At the start of the film, Laura, like many self-sacrificing Latinas, treats herself like a punching bag, putting up with injustice, toxic behavior, and mistreatment without a second thought. Her boyfriend breaks up with her at a critical point in her recovery, claiming her cancer is too much for him. Even more, he doesn’t give her the leading role in his musical that she helped develop and workshop — and that he promised to her while they were dating. Meanwhile, her best friend is a flake who will walk her to doctor’s appointments but ditches her when she needs a medical ally. Laura’s even willing to let Monster do what he wants in her apartment, like ripping Eggos out of the carton and forcing her to move out because he decided that he lives there now.
It’s only when Laura falls in love with Monster that things finally start to change in her life. For one, she finds herself in a healthy and mutually beneficial romantic relationship. For another, she begins leaving behind her own carnage. In many ways, the Monster is Laura; he is an embodiment of all the rage, violence, and anger she carries inside of her. In that sense, falling for Monster allows her to also fall in love with herself and, through that self-love, find and assert her own power.
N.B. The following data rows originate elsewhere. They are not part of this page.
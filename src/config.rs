//! Run configuration.
//!
//! Loaded from YAML, then overridden by CLI flags. Once the monitor starts the
//! merged [`RunConfig`] is never mutated.

use std::collections::BTreeMap;
use std::path::PathBuf;
use std::time::Duration;

use attendance_core_types::{RunMode, Strategy};
use cdp_adapter::CdpConfig;
use serde::{Deserialize, Serialize};
use thiserror::Error;
use url::Url;

pub const DEFAULT_BASE_URL: &str = "https://attendance.caraga.nia.gov.ph";
pub const DEFAULT_LOGIN_URL: &str = "https://accounts.nia.gov.ph/Account/Login";
pub const DEFAULT_ATTENDANCE_PATH: &str = "/Attendance";

#[derive(Debug, Error, Clone, PartialEq, Eq)]
pub enum ConfigError {
    #[error("invalid {field} URL '{value}': {reason}")]
    InvalidUrl {
        field: &'static str,
        value: String,
        reason: String,
    },
    #[error("invalid interval '{0}': expected seconds or a duration such as 5m")]
    InvalidInterval(String),
    #[error("{0} must be greater than zero")]
    Zero(&'static str),
    #[error("portal.table_selectors must not be empty")]
    NoTableSelectors,
}

#[derive(Clone, Debug, Serialize, Deserialize, PartialEq)]
#[serde(default)]
pub struct RunConfig {
    pub mode: RunMode,
    pub interval_secs: u64,
    pub max_checks: Option<u32>,
    pub strategy: Strategy,
    pub show_browser: bool,
    pub driver_path: Option<PathBuf>,
    pub verbose: bool,
    pub portal: PortalConfig,
    pub http: HttpConfig,
    pub browser: BrowserConfig,
    pub retry: RetryConfig,
    pub report: ReportConfig,
}

impl Default for RunConfig {
    fn default() -> Self {
        Self {
            mode: RunMode::Once,
            interval_secs: 300,
            max_checks: None,
            strategy: Strategy::Lightweight,
            show_browser: false,
            driver_path: None,
            verbose: false,
            portal: PortalConfig::default(),
            http: HttpConfig::default(),
            browser: BrowserConfig::default(),
            retry: RetryConfig::default(),
            report: ReportConfig::default(),
        }
    }
}

#[derive(Clone, Debug, Serialize, Deserialize, PartialEq)]
#[serde(default)]
pub struct PortalConfig {
    pub base_url: String,
    pub login_url: String,
    pub attendance_path: String,
    /// DataTables JSON endpoint, relative to `base_url` or absolute. Optional.
    pub data_endpoint: Option<String>,
    pub identifier_field: String,
    pub secret_field: String,
    /// Extra form fields posted with the login form.
    pub extra_fields: BTreeMap<String, String>,
    pub submit_selector: String,
    /// Element whose presence marks a finished browser login.
    pub login_marker: Option<String>,
    /// Validation message the login page shows after a rejected login.
    pub login_error_selector: String,
    pub table_selectors: Vec<String>,
    /// Rows requested from the data endpoint.
    pub page_length: u32,
}

impl Default for PortalConfig {
    fn default() -> Self {
        Self {
            base_url: DEFAULT_BASE_URL.to_string(),
            login_url: DEFAULT_LOGIN_URL.to_string(),
            attendance_path: DEFAULT_ATTENDANCE_PATH.to_string(),
            data_endpoint: None,
            identifier_field: "EmployeeID".to_string(),
            secret_field: "Password".to_string(),
            extra_fields: BTreeMap::new(),
            submit_selector: "button[type='submit']".to_string(),
            login_marker: None,
            login_error_selector:
                ".validation-summary-errors, .field-validation-error, .alert-danger".to_string(),
            table_selectors: default_table_selectors(),
            page_length: 10_000,
        }
    }
}

pub fn default_table_selectors() -> Vec<String> {
    [
        "table#DataTables_Table_0",
        "table.dataTable",
        "table.attendance-table",
        "table#attendanceTable",
        "table",
    ]
    .iter()
    .map(|s| s.to_string())
    .collect()
}

impl PortalConfig {
    pub fn login_url(&self) -> Result<Url, ConfigError> {
        parse_url("portal.login_url", &self.login_url)
    }

    pub fn base_url(&self) -> Result<Url, ConfigError> {
        parse_url("portal.base_url", &self.base_url)
    }

    pub fn attendance_url(&self) -> Result<Url, ConfigError> {
        join_url("portal.attendance_path", &self.base_url()?, &self.attendance_path)
    }

    pub fn data_url(&self) -> Result<Option<Url>, ConfigError> {
        match self.data_endpoint.as_deref().map(str::trim) {
            Some(endpoint) if !endpoint.is_empty() => {
                join_url("portal.data_endpoint", &self.base_url()?, endpoint).map(Some)
            }
            _ => Ok(None),
        }
    }
}

fn parse_url(field: &'static str, value: &str) -> Result<Url, ConfigError> {
    Url::parse(value).map_err(|err| ConfigError::InvalidUrl {
        field,
        value: value.to_string(),
        reason: err.to_string(),
    })
}

fn join_url(field: &'static str, base: &Url, value: &str) -> Result<Url, ConfigError> {
    base.join(value).map_err(|err| ConfigError::InvalidUrl {
        field,
        value: value.to_string(),
        reason: err.to_string(),
    })
}

#[derive(Clone, Debug, Serialize, Deserialize, PartialEq)]
#[serde(default)]
pub struct HttpConfig {
    pub timeout_secs: u64,
    pub user_agent: String,
}

impl Default for HttpConfig {
    fn default() -> Self {
        Self {
            timeout_secs: 30,
            user_agent: concat!("attendance-monitor/", env!("CARGO_PKG_VERSION")).to_string(),
        }
    }
}

impl HttpConfig {
    pub fn timeout(&self) -> Duration {
        Duration::from_secs(self.timeout_secs)
    }
}

/// Browser strategy settings.
#[derive(Clone, Debug, Serialize, Deserialize, PartialEq)]
#[serde(default)]
pub struct BrowserConfig {
    pub navigation_timeout_secs: u64,
    pub login_wait_secs: u64,
    pub table_wait_secs: u64,
    pub row_wait_secs: u64,
    pub expected_major: Option<u32>,
    pub no_sandbox: bool,
    pub user_data_dir: Option<PathBuf>,
    pub extra_args: Vec<String>,
}

impl Default for BrowserConfig {
    fn default() -> Self {
        Self {
            navigation_timeout_secs: 60,
            login_wait_secs: 30,
            table_wait_secs: 30,
            row_wait_secs: 10,
            expected_major: None,
            no_sandbox: true,
            user_data_dir: None,
            extra_args: Vec::new(),
        }
    }
}

/// Browser wait budgets, in the form the session layer consumes.
#[derive(Clone, Copy, Debug, PartialEq, Eq)]
pub struct BrowserTimeouts {
    pub navigation: Duration,
    pub login: Duration,
    pub table: Duration,
    pub row: Duration,
}

impl BrowserConfig {
    pub fn timeouts(&self) -> BrowserTimeouts {
        BrowserTimeouts {
            navigation: Duration::from_secs(self.navigation_timeout_secs),
            login: Duration::from_secs(self.login_wait_secs),
            table: Duration::from_secs(self.table_wait_secs),
            row: Duration::from_secs(self.row_wait_secs),
        }
    }
}

impl Default for BrowserTimeouts {
    fn default() -> Self {
        BrowserConfig::default().timeouts()
    }
}

#[derive(Clone, Debug, Serialize, Deserialize, PartialEq, Eq)]
#[serde(default)]
pub struct RetryConfig {
    pub max_transient_retries: u32,
    pub backoff_ms: u64,
    pub parse_failure_limit: u32,
}

impl Default for RetryConfig {
    fn default() -> Self {
        Self {
            max_transient_retries: 1,
            backoff_ms: 2_000,
            parse_failure_limit: 2,
        }
    }
}

impl RetryConfig {
    pub fn backoff(&self) -> Duration {
        Duration::from_millis(self.backoff_ms)
    }
}

#[derive(Clone, Debug, Default, Serialize, Deserialize, PartialEq, Eq)]
#[serde(default)]
pub struct ReportConfig {
    /// Directory for CSV snapshots. Disabled when unset.
    pub export_dir: Option<PathBuf>,
}

impl RunConfig {
    pub fn interval(&self) -> Duration {
        Duration::from_secs(self.interval_secs)
    }

    pub fn validate(&self) -> Result<(), ConfigError> {
        if self.interval_secs == 0 {
            return Err(ConfigError::Zero("interval"));
        }
        if self.max_checks == Some(0) {
            return Err(ConfigError::Zero("max_checks"));
        }
        if self.retry.parse_failure_limit == 0 {
            return Err(ConfigError::Zero("retry.parse_failure_limit"));
        }
        if self.http.timeout_secs == 0 {
            return Err(ConfigError::Zero("http.timeout_secs"));
        }
        if self.portal.table_selectors.is_empty() {
            return Err(ConfigError::NoTableSelectors);
        }
        self.portal.login_url()?;
        self.portal.attendance_url()?;
        self.portal.data_url()?;
        Ok(())
    }

    /// Launch settings for the browser strategy.
    pub fn cdp_config(&self) -> CdpConfig {
        let defaults = CdpConfig::default();
        CdpConfig {
            headless: defaults.headless && !self.show_browser,
            no_sandbox: self.browser.no_sandbox,
            user_data_dir: self.browser.user_data_dir.clone(),
            request_timeout_ms: self.browser.navigation_timeout_secs.saturating_mul(1_000),
            expected_major: self.browser.expected_major,
            extra_args: self.browser.extra_args.clone(),
            ..defaults
        }
    }
}

/// Parses `--interval`: plain seconds or a humantime duration (`90s`, `5m`).
pub fn parse_interval(raw: &str) -> Result<u64, ConfigError> {
    let trimmed = raw.trim();
    let secs = if trimmed.chars().all(|c| c.is_ascii_digit()) && !trimmed.is_empty() {
        trimmed
            .parse::<u64>()
            .map_err(|_| ConfigError::InvalidInterval(raw.to_string()))?
    } else {
        humantime::parse_duration(trimmed)
            .map_err(|_| ConfigError::InvalidInterval(raw.to_string()))?
            .as_secs()
    };
    if secs == 0 {
        return Err(ConfigError::Zero("interval"));
    }
    Ok(secs)
}

#[cfg(test)]
mod tests {
    use super::*;

    #[test]
    fn defaults_point_at_portal() {
        let cfg = RunConfig::default();
        assert_eq!(cfg.interval_secs, 300);
        assert_eq!(cfg.retry.max_transient_retries, 1);
        assert_eq!(
            cfg.portal.attendance_url().unwrap().as_str(),
            "https://attendance.caraga.nia.gov.ph/Attendance"
        );
        assert_eq!(cfg.portal.data_url().unwrap(), None);
        cfg.validate().unwrap();
    }

    #[test]
    fn partial_yaml_keeps_defaults() {
        let yaml = r#"
mode: monitor
interval_secs: 60
strategy: browser
portal:
  data_endpoint: /Attendance/IndexData/2025
retry:
  backoff_ms: 500
"#;
        let cfg: RunConfig = serde_yaml::from_str(yaml).unwrap();
        assert_eq!(cfg.mode, RunMode::Monitor);
        assert_eq!(cfg.strategy, Strategy::Browser);
        assert_eq!(cfg.retry.backoff_ms, 500);
        assert_eq!(cfg.retry.parse_failure_limit, 2);
        assert_eq!(cfg.portal.identifier_field, "EmployeeID");
        assert_eq!(
            cfg.portal.data_url().unwrap().unwrap().as_str(),
            "https://attendance.caraga.nia.gov.ph/Attendance/IndexData/2025"
        );
    }

    #[test]
    fn rejects_invalid_values() {
        let cfg = RunConfig {
            interval_secs: 0,
            ..RunConfig::default()
        };
        assert_eq!(cfg.validate(), Err(ConfigError::Zero("interval")));

        let mut cfg = RunConfig::default();
        cfg.portal.login_url = "not a url".to_string();
        assert!(matches!(cfg.validate(), Err(ConfigError::InvalidUrl { .. })));
    }

    #[test]
    fn parses_intervals() {
        assert_eq!(parse_interval("300").unwrap(), 300);
        assert_eq!(parse_interval("5m").unwrap(), 300);
        assert_eq!(parse_interval("1h 30s").unwrap(), 3630);
        assert!(parse_interval("0").is_err());
        assert!(parse_interval("soon").is_err());
    }

    #[test]
    fn show_browser_disables_headless() {
        let cfg = RunConfig {
            show_browser: true,
            ..RunConfig::default()
        };
        let cdp = cfg.cdp_config();
        assert!(!cdp.headless);
        assert_eq!(cdp.request_timeout_ms, 60_000);
    }

    #[test]
    fn example_config_matches_defaults() {
        let cfg: RunConfig =
            serde_yaml::from_str(include_str!("../config/attendance.example.yaml")).unwrap();
        cfg.validate().unwrap();
        assert_eq!(cfg.mode, RunMode::Monitor);
        assert_eq!(
            cfg,
            RunConfig {
                mode: RunMode::Monitor,
                ..RunConfig::default()
            }
        );
    }
}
While I’ve never gone through half of the hardships that Laura experiences in the film, to me, watching this movie felt like an exorcism, especially because so many of us have been her, to some degree. How many times have Latinas been taught to turn the other cheek? To settle or accept the bare minimum out of fear of being abandoned, demonized, or told we’re just being dramatic? That expressing our anger, much less feeling it, isn’t safe, “ladylike,” or socially acceptable? How many times have we been expected to prioritize other people’s comfort over our own emotions?
Admittedly, I still find myself behaving this way in my adult age, accepting less than the bare minimum of how I should be treated because staying silent is easier than speaking up. Cognitively and emotionally, I’ve been conditioned to resist conflict. I mask every negative emotion I feel, almost effortlessly. I hate starting fights. If someone insults or commits a microaggression against me, I let it pass and roll off my back, only releasing the anger I feel by venting about it later to family and friends but never dealing with it in the moment.
This is why it was so validating to see the Mexican Barrera playing a character that chooses to resist every lesson we’ve been taught about denying ourselves the right to be angry. Being a witness to her rage and breakdowns, shouting matches and, yes, even her murders, allowed me to vicariously experience what it would be like to express myself fully, without conditions or shame. She embodied what I’m still struggling to learn: that it’s okay to be deeply, completely angry; and while these feelings shouldn’t lead to violence, they also shouldn’t be hidden or ignored.
Your Monster is a reminder that we don’t have to put up with things that are unacceptable to us. We don’t have to stay quiet or suffer in silence forever. Our feminine rage is valid and sacred. So while I don’t plan on replicating Laura’s violent acts, I feel evermore motivated to stand up for myself, express how I’m feeling without emotional filters, and get in touch with my inner monster.
Your Monster is currently screening in movie theaters nationwide.